## Necessary imports

In [1]:
import gzip
import json
import shutil
import pandas as pd
from datetime import datetime

## Create Dataframes for Each Table

In [2]:
receipts = pd.read_json('receipts.json', lines=True)
brands = pd.read_json('brands.json', lines=True)

# the JSON file for users wasn't cooperating 
with gzip.open('users.json.gz', 'rb') as file_in:
          with open('users.json.gz'.replace('.gz',''), 'wb') as file_out:
            shutil.copyfileobj(file_in, file_out)

users = pd.read_json('users.json', lines=True)

## Parse data for ID column in Brands Table

In [3]:
# create empty dataframe
cpgDF = pd.DataFrame(columns=['$ref'])

for index,row in brands.iterrows():
    if isinstance(row['_id'], dict) and len(row['_id']) == 1:
        brands.loc[index, "_id"] = row['_id']['$oid']
    if isinstance(row['cpg'], dict) and len(row['cpg']) != 0:
        cpgDF = cpgDF.append(row['cpg'], ignore_index=True)
        

# parse cpgDF further
for index,row in cpgDF.iterrows():
    if isinstance(row['$id'], dict) and len(row['$id']) == 1:
        cpgDF.loc[index, "$id"] = row['$id']['$oid']

# combine cpgDF and Brands table together using an outer join
brands = brands.join(cpgDF,how='outer', lsuffix='left', rsuffix='right')

# drop cpg column
brands.drop('cpg', axis=1, inplace=True)

## Parse data for nested JSONs in Users Table

In [4]:
for index,row in users.iterrows():
    if isinstance(row['_id'], dict) and len(row['_id']) == 1:
        users.loc[index, "_id"] = row['_id']['$oid']
    if isinstance(row['createdDate'], dict) and len(row['createdDate']) == 1:
        users.loc[index, "createdDate"] = row['createdDate']['$date']
    if isinstance(row['lastLogin'], dict) and len(row['lastLogin']) == 1:
        users.loc[index, "lastLogin"] = row['lastLogin']['$date']


## Parse Data for Nested JSONs in Receipts Table
## Create a new dataframe for rewardsReceiptItemList and join it with Receipts table

In [5]:
# create empty dataframe
rewardsReceiptDF = pd.DataFrame(columns=['barcode'])

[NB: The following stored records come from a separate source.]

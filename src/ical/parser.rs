//! A module to parse iCal files

use chrono::{NaiveDate, NaiveDateTime};
use ical::parser::ical::component::{IcalCalendar, IcalEvent};

use crate::task::{NormalizedTask, TaskSource, TaskType};

/// Larger exports are rejected without being parsed
pub const MAX_ICAL_SIZE: usize = 5 * 1024 * 1024;

/// The tasks that could be extracted from an iCal file, and the reasons why some other could not
#[derive(Clone, Debug, Default, PartialEq)]
pub struct IcalParseResult {
    pub tasks: Vec<NormalizedTask>,
    pub errors: Vec<String>,
}

impl IcalParseResult {
    fn failed(error: String) -> Self {
        Self { tasks: Vec::new(), errors: vec![error] }
    }
}


/// Parse an iCal file into [`NormalizedTask`]s
///
/// This never fails as a whole: a document that cannot be read produces no task and a single error,
/// and every `VEVENT` that misses a required property is skipped with an error that names it.
pub fn parse(ics: &str) -> IcalParseResult {
    if ics.len() > MAX_ICAL_SIZE {
        return IcalParseResult::failed(String::from("iCal file exceeds 5MB size limit"));
    }

    if ics.trim().is_empty() {
        return IcalParseResult::default();
    }

    let calendars = match read_calendars(ics) {
        Err(err) => return IcalParseResult::failed(format!("iCal parse error: {}", err)),
        Ok(calendars) => calendars,
    };

    let mut result = IcalParseResult::default();
    for event in calendars.iter().flat_map(|cal| cal.events.iter()) {
        match parse_event(event) {
            Ok(task) => result.tasks.push(task),
            Err(err) => {
                log::debug!("{}", err);
                result.errors.push(err);
            },
        }
    }

    log::debug!("Parsed {} tasks from iCal data ({} skipped events)", result.tasks.len(), result.errors.len());
    result
}

fn read_calendars(ics: &str) -> Result<Vec<IcalCalendar>, String> {
    let reader = ical::IcalParser::new(ics.as_bytes());
    let calendars = reader
        .collect::<Result<Vec<_>, _>>()
        .map_err(|err| err.to_string())?;

    if calendars.is_empty() {
        return Err(String::from("no VCALENDAR component found"));
    }
    Ok(calendars)
}

fn parse_event(event: &IcalEvent) -> Result<NormalizedTask, String> {
    let uid = match property_value(event, "UID").map(unescape_text).filter(|s| !s.is_empty()) {
        None => return Err(String::from("Skipped unidentifiable event: missing uid")),
        Some(uid) => uid,
    };
    let summary = property_value(event, "SUMMARY").map(unescape_text).filter(|s| !s.is_empty());
    let dtstart = property_value(event, "DTSTART").map(str::trim).filter(|s| !s.is_empty());

    let (title, start) = match (summary, dtstart) {
        (Some(title), Some(start)) => (title, start),
        (None, Some(_)) => return Err(format!("Skipped event {}: missing summary", uid)),
        (Some(_), None) => return Err(format!("Skipped event {}: missing dtstart", uid)),
        (None, None) => return Err(format!("Skipped event {}: missing summary/dtstart", uid)),
    };

    let description = property_value(event, "DESCRIPTION")
        .map(unescape_text)
        .filter(|s| !s.is_empty());
    let category = property_value(event, "CATEGORIES")
        .and_then(|raw| text_list(raw).into_iter().next());

    Ok(NormalizedTask {
        external_id: uid,
        title,
        description,
        due_date: Some(normalize_date_value(start)),
        task_type: TaskType::from_category(category.as_deref()),
        source: TaskSource::Ical,
        course_external_id: None,
        url: None,
    })
}

/// The value of the first property with this name
fn property_value<'a>(event: &'a IcalEvent, name: &str) -> Option<&'a str> {
    event.properties
        .iter()
        .find(|prop| prop.name.eq_ignore_ascii_case(name))
        .and_then(|prop| prop.value.as_deref())
}

/// Renders an iCal `DATE` or `DATE-TIME` value the ISO way (e.g. `20260225T090000` becomes `2026-02-25T09:00:00`).
///
/// The wall-clock value is kept as-is (a `TZID` parameter is not applied). Unknown shapes are returned verbatim.
fn normalize_date_value(raw: &str) -> String {
    let (body, utc_suffix) = match raw.strip_suffix('Z') {
        Some(body) => (body, "Z"),
        None => (raw, ""),
    };

    if let Ok(dt) = NaiveDateTime::parse_from_str(body, "%Y%m%dT%H%M%S") {
        return format!("{}{}", dt.format("%Y-%m-%dT%H:%M:%S"), utc_suffix);
    }
    if utc_suffix.is_empty() {
        if let Ok(date) = NaiveDate::parse_from_str(body, "%Y%m%d") {
            return date.format("%Y-%m-%d").to_string();
        }
    }
    raw.to_string()
}

/// Unescape an iCal TEXT value (RFC 5545, section 3.3.11)
fn unescape_text(raw: &str) -> String {
    let mut out = String::with_capacity(raw.len());
    let mut chars = raw.chars();
    while let Some(c) = chars.next() {
        if c != '\\' {
            out.push(c);
            continue;
        }
        match chars.next() {
            Some('n') | Some('N') => out.push('\n'),
            Some(other) => out.push(other),
            None => out.push('\\'),
        }
    }
    out.trim().to_string()
}

/// Split a comma-separated list of TEXT values, unescaping each of them
fn text_list(raw: &str) -> Vec<String> {
    let mut items = Vec::new();
    let mut current = String::new();
    let mut escaped = false;
    for c in raw.chars() {
        if escaped {
            current.push('\\');
            current.push(c);
            escaped = false;
        } else if c == '\\' {
            escaped = true;
        } else if c == ',' {
            items.push(unescape_text(&current));
            current.clear();
        } else {
            current.push(c);
        }
    }
    if escaped {
        current.push('\\');
    }
    items.push(unescape_text(&current));

    items.into_iter().filter(|s| !s.is_empty()).collect()
}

# iterate through receipts dataframe and remove nested jsons
for index,row in receipts.iterrows():
    if isinstance(row['_id'], dict) and len(row['_id']) == 1:
        receipts.loc[index, "_id"] = row['_id']['$oid']
    if isinstance(row['createDate'], dict) and len(row['createDate']) == 1:
        receipts.loc[index, "createDate"] = row['createDate']['$date']
    if isinstance(row['dateScanned'], dict) and len(row['dateScanned']) == 1:
        receipts.loc[index, "dateScanned"] = row['dateScanned']['$date']
    if isinstance(row['finishedDate'], dict) and len(row['finishedDate']) == 1:
        receipts.loc[index, "finishedDate"] = row['finishedDate']['$date']
    if isinstance(row['modifyDate'], dict) and len(row['modifyDate']) == 1:
        receipts.loc[index, "modifyDate"] = row['modifyDate']['$date']
    if isinstance(row['pointsAwardedDate'], dict) and len(row['pointsAwardedDate']) == 1:
        receipts.loc[index, "pointsAwardedDate"] = row['pointsAwardedDate']['$date']
    if isinstance(row['purchaseDate'], dict) and len(row['purchaseDate']) == 1:
        receipts.loc[index, "purchaseDate"] = row['purchaseDate']['$date']
    if isinstance(row['rewardsReceiptItemList'], list) and len(row['rewardsReceiptItemList']) != 0:
        # create a temp dictionary 
        temp_dict = {k:v for e in row['rewardsReceiptItemList'] for k,v in e.items()}
        rewardsReceiptDF = rewardsReceiptDF.append(temp_dict, ignore_index=True)

# combine the dataframes using an outer join
receipts = receipts.join(rewardsReceiptDF,how='outer', lsuffix='left', rsuffix='right')

# drop rewardsReceiptItemList column
receipts.drop('rewardsReceiptItemList', axis=1, inplace=True)

## Transform the dates to be readable

In [6]:
def transform_date(timestamp):
    try:
        # timestamp is in milliseconds, diving by 1000 will convert to seconds
        # I'm using local time, but can convert to UTC as well 
        return datetime.fromtimestamp(timestamp/1000)
    except:
        return None

## Update Users and Receipts DataFrames

In [7]:
users['createdDate'] = users['createdDate'].apply(lambda time: transform_date(time))
users['lastLogin'] = users['lastLogin'].apply(lambda time: transform_date(time))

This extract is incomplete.